Esta decisão por si só foi o motivo de tantas críticas no Brasil e nos países em desenvolvimento, em geral, como foi corretamente observado que o DSB tem rejeitado constantemente os direitos dos países em desenvolvimento assegurados por outros tratados internacionais e que o sistema de resolução de disputas da OMC carece de autoridade legal para examinar o assunto de conflito de tratados. Neste sentido, um precedente infeliz para países em desenvolvimento foi instituído, imediatamente antes da disputa Brasil – Canadá, no caso apresentado pelos Estados Unidos da América (EUA) contra a Índia, em relação a restrições quantitativas para tecidos, agricultura e outros produtos, quando foi decidido que as exceções do FMI garantiam que aos países em desenvolvimento não se aplicariam o contexto da OMC.

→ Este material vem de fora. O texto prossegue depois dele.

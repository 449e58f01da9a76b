//! sentinel - access-control front for HTTP services.

use anyhow::Context;
use sentinel::Sentinel;
use sentinel::config::{Config, validate};
use sentinel::db::Database;
use sentinel::http::{GuardState, router, run_http_server};
use tracing::{error, info};
use tracing_subscriber::EnvFilter;

#[tokio::main]
async fn main() -> anyhow::Result<()> {
    // Initialize tracing
    tracing_subscriber::fmt()
        .with_env_filter(
            EnvFilter::try_from_default_env().unwrap_or_else(|_| EnvFilter::new("info")),
        )
        .with_target(true)
        .init();

    // Load configuration
    let config_path = std::env::args()
        .nth(1)
        .unwrap_or_else(|| "config.toml".to_string());

    let config = Config::load(&config_path).map_err(|e| {
        error!(path = %config_path, error = %e, "Failed to load config");
        e
    })?;

    if let Err(errors) = validate(&config) {
        for e in &errors {
            error!(error = %e, "Invalid configuration");
        }
        anyhow::bail!("{} configuration error(s) in {}", errors.len(), config_path);
    }

    info!(
        listen = %config.server.listen,
        database = %config.database.path,
        ban_check = config.features.ban_check,
        auto_ban = config.features.auto_ban,
        "Starting sentinel"
    );

    sentinel::metrics::init();

    let db = Database::new(&config.database.path)
        .await
        .with_context(|| format!("opening database {}", config.database.path))?;

    // Serving without rules loaded would disable enforcement, so this is fatal.
    let sentinel = Sentinel::start(db, &config)
        .await
        .context("initial access rule load failed")?;

    let _refresh = sentinel.spawn_refresh(config.cache.refresh_interval());

    let state = GuardState::new(
        sentinel.pipeline.clone(),
        &config.messages.forbidden,
        &config.session.cookie_name,
    );

    let listener = tokio::net::TcpListener::bind(&config.server.listen)
        .await
        .with_context(|| format!("binding {}", config.server.listen))?;

    run_http_server(listener, router(state)).await?;

    info!("sentinel stopped");
    Ok(())
}
//! Session role lookup.
//!
//! Sessions are created and expired by the authentication layer; sentinel
//! only reads the role bound to a token.

use super::DbError;
use sqlx::SqlitePool;

/// Repository for session operations.
pub struct SessionRepository<'a> {
    pool: &'a SqlitePool,
}

impl<'a> SessionRepository<'a> {
    /// Create a new session repository.
    pub fn new(pool: &'a SqlitePool) -> Self {
        Self { pool }
    }

    /// Role name bound to an unexpired session token, if any.
    pub async fn role_for_token(&self, token: &str) -> Result<Option<String>, DbError> {
        let now = chrono::Utc::now().timestamp();

        let role = sqlx::query_scalar::<_, String>(
            r#"
            SELECT role FROM sessions
            WHERE token = ? AND (expires_at IS NULL OR expires_at > ?)
            "#,
        )
        .bind(token)
        .bind(now)
        .fetch_optional(self.pool)
        .await?;

        Ok(role)
    }

    /// Store a session. Used by the authentication layer and by tests.
    pub async fn upsert_session(
        &self,
        token: &str,
        user_id: i64,
        role: &str,
        ttl_secs: Option<i64>,
    ) -> Result<(), DbError> {
        let expires_at = ttl_secs.map(|ttl| chrono::Utc::now().timestamp() + ttl);

        sqlx::query(
            r#"
            INSERT INTO sessions (token, user_id, role, expires_at)
            VALUES (?, ?, ?, ?)
            ON CONFLICT(token) DO UPDATE SET
                user_id = excluded.user_id,
                role = excluded.role,
                expires_at = excluded.expires_at
            "#,
        )
        .bind(token)
        .bind(user_id)
        .bind(role)
        .bind(expires_at)
        .execute(self.pool)
        .await?;

        Ok(())
    }
}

Para tornar mais controversa a situação, o Brasil tem sido constantemente derrotado no sistema de resolução de disputas da OMC, perdendo previamente casos contra a União Européia no campo de produtos de leite bem como no de aves e contra os EUA no campo de programas automotivos. Consequentemente, não apenas a DSB, mas também a própria OMC têm sido sujeitos de críticas injuriosas, já que os países desenvolvidos venceram 90% dos casos contra os países em desenvolvimento, nos 5 anos da OMC e a competência do Ministério Brasileiro das Relações Exteriores, a quem cabe a responsabilidade a respeito de assuntos de comércio exterior, tem sido seriamente questionada.

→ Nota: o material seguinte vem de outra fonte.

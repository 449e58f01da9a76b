//! Generic rule query operations.
//!
//! Whitelist entries and auto-ban path rules share a column layout, so their
//! queries are written once against the [`SimpleRule`] trait. Pattern loading
//! and deletion work on any [`RuleKind`].

use crate::db::rules::models::RuleKind;
use crate::db::{DbError, map_unique_violation};
use sqlx::SqlitePool;

/// Row tuple shared by the simple rule tables: (id, pattern, notes, created_at, created_by).
pub type SimpleRow = (i64, String, String, i64, i64);

/// A rule type stored as (id, pattern, notes, created_at, created_by).
pub trait SimpleRule: Sized {
    /// Which table the rule lives in.
    const KIND: RuleKind;

    /// Construct from a database row.
    fn from_row(row: SimpleRow) -> Self;
}

/// Load every pattern of one category, oldest first.
pub async fn load_patterns(pool: &SqlitePool, kind: RuleKind) -> Result<Vec<String>, DbError> {
    let query = format!("SELECT pattern FROM {} ORDER BY id", kind.table_name());

    let patterns = sqlx::query_scalar::<_, String>(&query)
        .fetch_all(pool)
        .await?;

    Ok(patterns)
}

/// Remove a rule by id.
pub async fn remove_rule(pool: &SqlitePool, kind: RuleKind, id: i64) -> Result<bool, DbError> {
    let query = format!("DELETE FROM {} WHERE id = ?", kind.table_name());

    let result = sqlx::query(&query).bind(id).execute(pool).await?;

    Ok(result.rows_affected() > 0)
}

/// Count the rules in one category.
pub async fn count_rules(pool: &SqlitePool, kind: RuleKind) -> Result<i64, DbError> {
    let query = format!("SELECT COUNT(*) FROM {}", kind.table_name());

    let count = sqlx::query_scalar::<_, i64>(&query).fetch_one(pool).await?;

    Ok(count)
}

/// Insert a simple rule. A pattern that already exists yields [`DbError::Duplicate`].
pub async fn add_rule<T: SimpleRule>(
    pool: &SqlitePool,
    pattern: &str,
    notes: &str,
    created_by: i64,
) -> Result<T, DbError> {
    let now = chrono::Utc::now().timestamp();

    let query = format!(
        r#"
        INSERT INTO {} (pattern, notes, created_at, created_by)
        VALUES (?, ?, ?, ?)
        RETURNING id, pattern, notes, created_at, created_by
        "#,
        T::KIND.table_name()
    );

    let row = sqlx::query_as::<_, SimpleRow>(&query)
        .bind(pattern)
        .bind(notes)
        .bind(now)
        .bind(created_by)
        .fetch_one(pool)
        .await
        .map_err(|e| map_unique_violation(e, pattern))?;

    Ok(T::from_row(row))
}

/// List every rule of a simple category, oldest first.
pub async fn list_rules<T: SimpleRule>(pool: &SqlitePool) -> Result<Vec<T>, DbError> {
    let query = format!(
        "SELECT id, pattern, notes, created_at, created_by FROM {} ORDER BY id",
        T::KIND.table_name()
    );

    let rows = sqlx::query_as::<_, SimpleRow>(&query)
        .fetch_all(pool)
        .await?;

    Ok(rows.into_iter().map(T::from_row).collect())
}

Se o precedente não foi suficiente para incentivar a imprensa, o Canadá decidiu além de recusar as modificações introduzidas pelo Brasil em seu programa PROEX, submetendo este assunto mais uma vez à consideração do DSB, também decidiu retaliar contra o Brasil, de maneira incompatível com o regime legal multilateral. Esta retaliação veio sob a forma de subsídios adicionais inequívocos à Bombardier sempre que a EMBRAER fosse polo de uma oferta competitiva. Consequentemente, o Canadá fez o que provavelmente engatilhará uma disputa comercial com o Brasil e certamente arruinará as relações bilaterais por muitos anos; como parceiro encarregado das medidas fitosanitárias do Acordo de Livre Comércio da América do Norte (NAFTA), declarou ser arriscada a carne brasileira nos campos de BSE, doença da vaca louca, proibindo as importações da mesma, o que foi imediatamente seguido pelos EUA e México.

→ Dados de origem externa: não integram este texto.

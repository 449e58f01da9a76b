//! Auto-ban path operations.

use super::super::models::{AutoBanPathRule, RuleKind};
use super::generic::{SimpleRow, SimpleRule, add_rule, list_rules};
use crate::db::DbError;
use sqlx::SqlitePool;

impl SimpleRule for AutoBanPathRule {
    const KIND: RuleKind = RuleKind::AutoBanPath;

    fn from_row((id, pattern, notes, created_at, created_by): SimpleRow) -> Self {
        Self {
            id,
            pattern,
            notes,
            created_at,
            created_by,
        }
    }
}

/// Add an auto-ban path rule.
pub async fn add_autoban_path(
    pool: &SqlitePool,
    pattern: &str,
    notes: &str,
    created_by: i64,
) -> Result<AutoBanPathRule, DbError> {
    add_rule::<AutoBanPathRule>(pool, pattern, notes, created_by).await
}

/// List all auto-ban path rules.
pub async fn list_autoban_paths(pool: &SqlitePool) -> Result<Vec<AutoBanPathRule>, DbError> {
    list_rules::<AutoBanPathRule>(pool).await
}
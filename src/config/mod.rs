//! Configuration loading and management.
//!
//! - [`types`]: Config struct definitions and loading
//! - [`defaults`]: serde default functions
//! - [`validation`]: startup checks that report every problem at once

mod defaults;
mod types;
pub mod validation;

pub use types::{
    CacheConfig, Config, ConfigError, DatabaseConfig, FeaturesConfig, MessagesConfig,
    ServerConfig, SessionConfig,
};
pub use validation::{ValidationError, validate};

Os brasileiros estão muito orgulhosos da carne nacional . O país tem o maior pasto livre existente no mundo e nenhuma tradição de criação em estábulo, já que o clima e a imensidão de seu território contribuem com o padrão mais do que última prática mencionada. O Brasil não tem sequer um caso de BSE. Uma vez que a medida foi decretada pelo Canadá, aconteceu um alvoroço popular, e esta forte reação da sociedade civil incentivou o governo brasileiro a ir à luta. O Presidente brasileiro, Sr. Fernando H. Cardoso, anteriormente um professor universitário fluente em quatro idiomas, um homem de natureza extremamente conciliatória, declarou que poderia haver uma guerra comercial com o Canadá se as medidas não fossem revertidas em três semanas. Devemos aguardar e ver.
Advogado admitido no Brasil, Inglaterra e Gales e Portugal. Formou-se em direito pela PUC-SP em 1975. Árbitro do GATT (General Agreement on Tariffs and Trade) e da OMC (Organização Mundial do Comércio), e professor de direito do comércio internacional na pós-graduação da Universidade Cândido Mendes (RJ).